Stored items
*-*-*
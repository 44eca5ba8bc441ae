//! Key-value persistence used by the offline queue.
//!
//! Values are opaque strings. Callers store whole serialized documents and
//! rewrite them on every change. A read-modify-write goes through
//! [`KeyValueStore::compare_and_swap`] so a concurrent writer, in this
//! process or another one, is detected instead of overwritten.

use std::collections::HashMap;
use std::sync::Mutex;

use chrono::Utc;
use rusqlite::{params, OptionalExtension};

use super::Database;
use crate::error::SyncError;

/// Synchronous string storage scoped to the application.
#[cfg_attr(test, mockall::automock)]
pub trait KeyValueStore: Send + Sync {
    /// Read the value stored under `key`.
    ///
    /// # Errors
    ///
    /// Returns an error if the backing storage cannot be read.
    fn get(&self, key: &str) -> Result<Option<String>, SyncError>;

    /// Store `value` under `key`, replacing any previous value.
    ///
    /// # Errors
    ///
    /// Returns an error if the backing storage cannot be written.
    fn set(&self, key: &str, value: &str) -> Result<(), SyncError>;

    /// Remove `key`. Missing keys are not an error.
    ///
    /// # Errors
    ///
    /// Returns an error if the backing storage cannot be written.
    fn remove(&self, key: &str) -> Result<(), SyncError>;

    /// Atomically replace the value under `key` with `value` (`None`
    /// removes it), but only if the stored value still equals `expected`
    /// (`None` meaning absent). Returns whether the swap happened.
    ///
    /// # Errors
    ///
    /// Returns an error if the backing storage cannot be read or written.
    fn compare_and_swap(
        &self,
        key: &str,
        expected: Option<String>,
        value: Option<String>,
    ) -> Result<bool, SyncError>;
}

const UPSERT: &str = r"INSERT INTO kv_store (key, value, updated_at) VALUES (?1, ?2, ?3)
    ON CONFLICT(key) DO UPDATE SET
    value = excluded.value,
    updated_at = excluded.updated_at";

/// Key-value store persisted in the `kv_store` table.
pub struct SqliteKvStore {
    db: Mutex<Database>,
}

impl SqliteKvStore {
    /// Wrap an open database.
    #[must_use]
    pub const fn new(db: Database) -> Self {
        Self { db: Mutex::new(db) }
    }

    /// Open the store at the default database location.
    ///
    /// # Errors
    ///
    /// Returns an error if the database cannot be opened.
    pub fn open() -> Result<Self, SyncError> {
        Ok(Self::new(Database::open()?))
    }

    fn with_db<T>(
        &self,
        f: impl FnOnce(&mut Database) -> Result<T, SyncError>,
    ) -> Result<T, SyncError> {
        let mut db = self
            .db
            .lock()
            .map_err(|_| SyncError::Database("Database lock poisoned".to_string()))?;
        f(&mut db)
    }
}

impl KeyValueStore for SqliteKvStore {
    fn get(&self, key: &str) -> Result<Option<String>, SyncError> {
        self.with_db(|db| {
            db.connection()
                .query_row("SELECT value FROM kv_store WHERE key = ?1", [key], |row| {
                    row.get(0)
                })
                .optional()
                .map_err(|e| SyncError::Database(format!("Failed to read key {key}: {e}")))
        })
    }

    fn set(&self, key: &str, value: &str) -> Result<(), SyncError> {
        self.with_db(|db| {
            db.connection()
                .execute(UPSERT, params![key, value, Utc::now().to_rfc3339()])
                .map_err(|e| SyncError::Database(format!("Failed to write key {key}: {e}")))?;
            Ok(())
        })
    }

    fn remove(&self, key: &str) -> Result<(), SyncError> {
        self.with_db(|db| {
            db.connection()
                .execute("DELETE FROM kv_store WHERE key = ?1", [key])
                .map_err(|e| SyncError::Database(format!("Failed to remove key {key}: {e}")))?;
            Ok(())
        })
    }

    fn compare_and_swap(
        &self,
        key: &str,
        expected: Option<String>,
        value: Option<String>,
    ) -> Result<bool, SyncError> {
        self.with_db(|db| {
            db.immediate(|tx| {
                let current: Option<String> = tx
                    .query_row("SELECT value FROM kv_store WHERE key = ?1", [key], |row| {
                        row.get(0)
                    })
                    .optional()?;
                if current != expected {
                    return Ok(false);
                }

                match &value {
                    Some(value) => tx.execute(UPSERT, params![key, value, Utc::now().to_rfc3339()])?,
                    None => tx.execute("DELETE FROM kv_store WHERE key = ?1", [key])?,
                };
                Ok(true)
            })
        })
    }
}

/// Ephemeral store for tests and throwaway sessions.
#[derive(Debug, Default)]
pub struct MemoryKvStore {
    values: Mutex<HashMap<String, String>>,
}

impl MemoryKvStore {
    /// Create an empty store.
    #[must_use]
    pub fn new() -> Self {
        Self::default()
    }

    fn values(&self) -> Result<std::sync::MutexGuard<'_, HashMap<String, String>>, SyncError> {
        self.values
            .lock()
            .map_err(|_| SyncError::Database("Memory store lock poisoned".to_string()))
    }
}

impl KeyValueStore for MemoryKvStore {
    fn get(&self, key: &str) -> Result<Option<String>, SyncError> {
        Ok(self.values()?.get(key).cloned())
    }

    fn set(&self, key: &str, value: &str) -> Result<(), SyncError> {
        self.values()?.insert(key.to_string(), value.to_string());
        Ok(())
    }

    fn remove(&self, key: &str) -> Result<(), SyncError> {
        self.values()?.remove(key);
        Ok(())
    }

    fn compare_and_swap(
        &self,
        key: &str,
        expected: Option<String>,
        value: Option<String>,
    ) -> Result<bool, SyncError> {
        let mut values = self.values()?;
        if values.get(key) != expected.as_ref() {
            return Ok(false);
        }

        match value {
            Some(value) => values.insert(key.to_string(), value),
            None => values.remove(key),
        };
        Ok(true)
    }
}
*-*-*
Work instructions: Please count how many lines of the records include "Failed", giving the number and nothing else.

Written response: 3